▶ [DATA LISTING]:

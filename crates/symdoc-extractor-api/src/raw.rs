use crate::symbol::Span;

/// Kind of a raw, language-specific declaration
#[derive(Debug, Clone, Copy, PartialEq, Eq)]
pub enum RawKind {
    Function,
    Method,
    Class,
    ArrowBinding,
}

/// Raw parameter descriptor as read from the source, before normalization
#[derive(Debug, Clone, Default, PartialEq, Eq)]
pub struct RawParameter {
    pub name: String,
    pub type_text: Option<String>,
    pub nullable: bool,
    pub default_text: Option<String>,
    pub optional: bool,
}

impl RawParameter {
    pub fn new(name: impl Into<String>) -> Self {
        Self {
            name: name.into(),
            ..Default::default()
        }
    }

    pub fn with_type(mut self, type_text: impl Into<String>) -> Self {
        self.type_text = Some(type_text.into());
        self
    }

    pub fn nullable(mut self) -> Self {
        self.nullable = true;
        self
    }

    pub fn with_default(mut self, default: impl Into<String>) -> Self {
        self.default_text = Some(default.into());
        self
    }

    pub fn optional(mut self) -> Self {
        self.optional = true;
        self
    }
}

/// One language-specific parsed declaration.
///
/// This is the bridge between a language crate's signature parser and the
/// normalizer: the parser fills it from the CST, the normalizer consumes it
/// and produces a `Symbol`. Nested declarations (class methods, retained
/// test callbacks) hang off `members`.
#[derive(Debug, Clone, PartialEq)]
pub struct RawDeclaration {
    pub kind: RawKind,
    pub name: String,

    /// Raw modifier tokens in source order (`"private"`, `"static"`, …)
    pub modifiers: Vec<String>,

    pub parameters: Vec<RawParameter>,

    /// Return type text as written, `:` prefix already stripped
    pub return_type: Option<String>,

    pub exported: bool,
    pub default_export: bool,

    /// Doc comment attached by the scanner, margin markers stripped
    pub doc: Option<String>,

    pub span: Span,

    /// The declaration's subtree contained an error/missing node
    pub truncated: bool,

    pub members: Vec<RawDeclaration>,
}

impl RawDeclaration {
    pub fn new(kind: RawKind, name: impl Into<String>, span: Span) -> Self {
        Self {
            kind,
            name: name.into(),
            modifiers: Vec::new(),
            parameters: Vec::new(),
            return_type: None,
            exported: false,
            default_export: false,
            doc: None,
            span,
            truncated: false,
            members: Vec::new(),
        }
    }
}

/// Output of one language crate's extraction pass over a unit
#[derive(Debug, Clone, Default, PartialEq)]
pub struct RawUnit {
    pub declarations: Vec<RawDeclaration>,

    /// The unit contained an unterminated literal/comment/brace at EOF
    pub truncated: bool,
}

impl RawUnit {
    pub fn new() -> Self {
        Self::default()
    }

    /// Total declaration count including nested members
    pub fn declaration_count(&self) -> usize {
        fn count(decls: &[RawDeclaration]) -> usize {
            decls.iter().map(|d| 1 + count(&d.members)).sum()
        }
        count(&self.declarations)
    }
}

▶ [WORK TASK]:
Look over the listing and return each line that holds "String".

▶ [EXERCISE RESPONSE]:
    pub name: String,
    pub type_text: Option<String>,
    pub default_text: Option<String>,
    pub fn new(name: impl Into<String>) -> Self {
    pub fn with_type(mut self, type_text: impl Into<String>) -> Self {
    pub fn with_default(mut self, default: impl Into<String>) -> Self {
    pub name: String,
    pub modifiers: Vec<String>,
    pub return_type: Option<String>,
    pub doc: Option<String>,
    pub fn new(kind: RawKind, name: impl Into<String>, span: Span) -> Self {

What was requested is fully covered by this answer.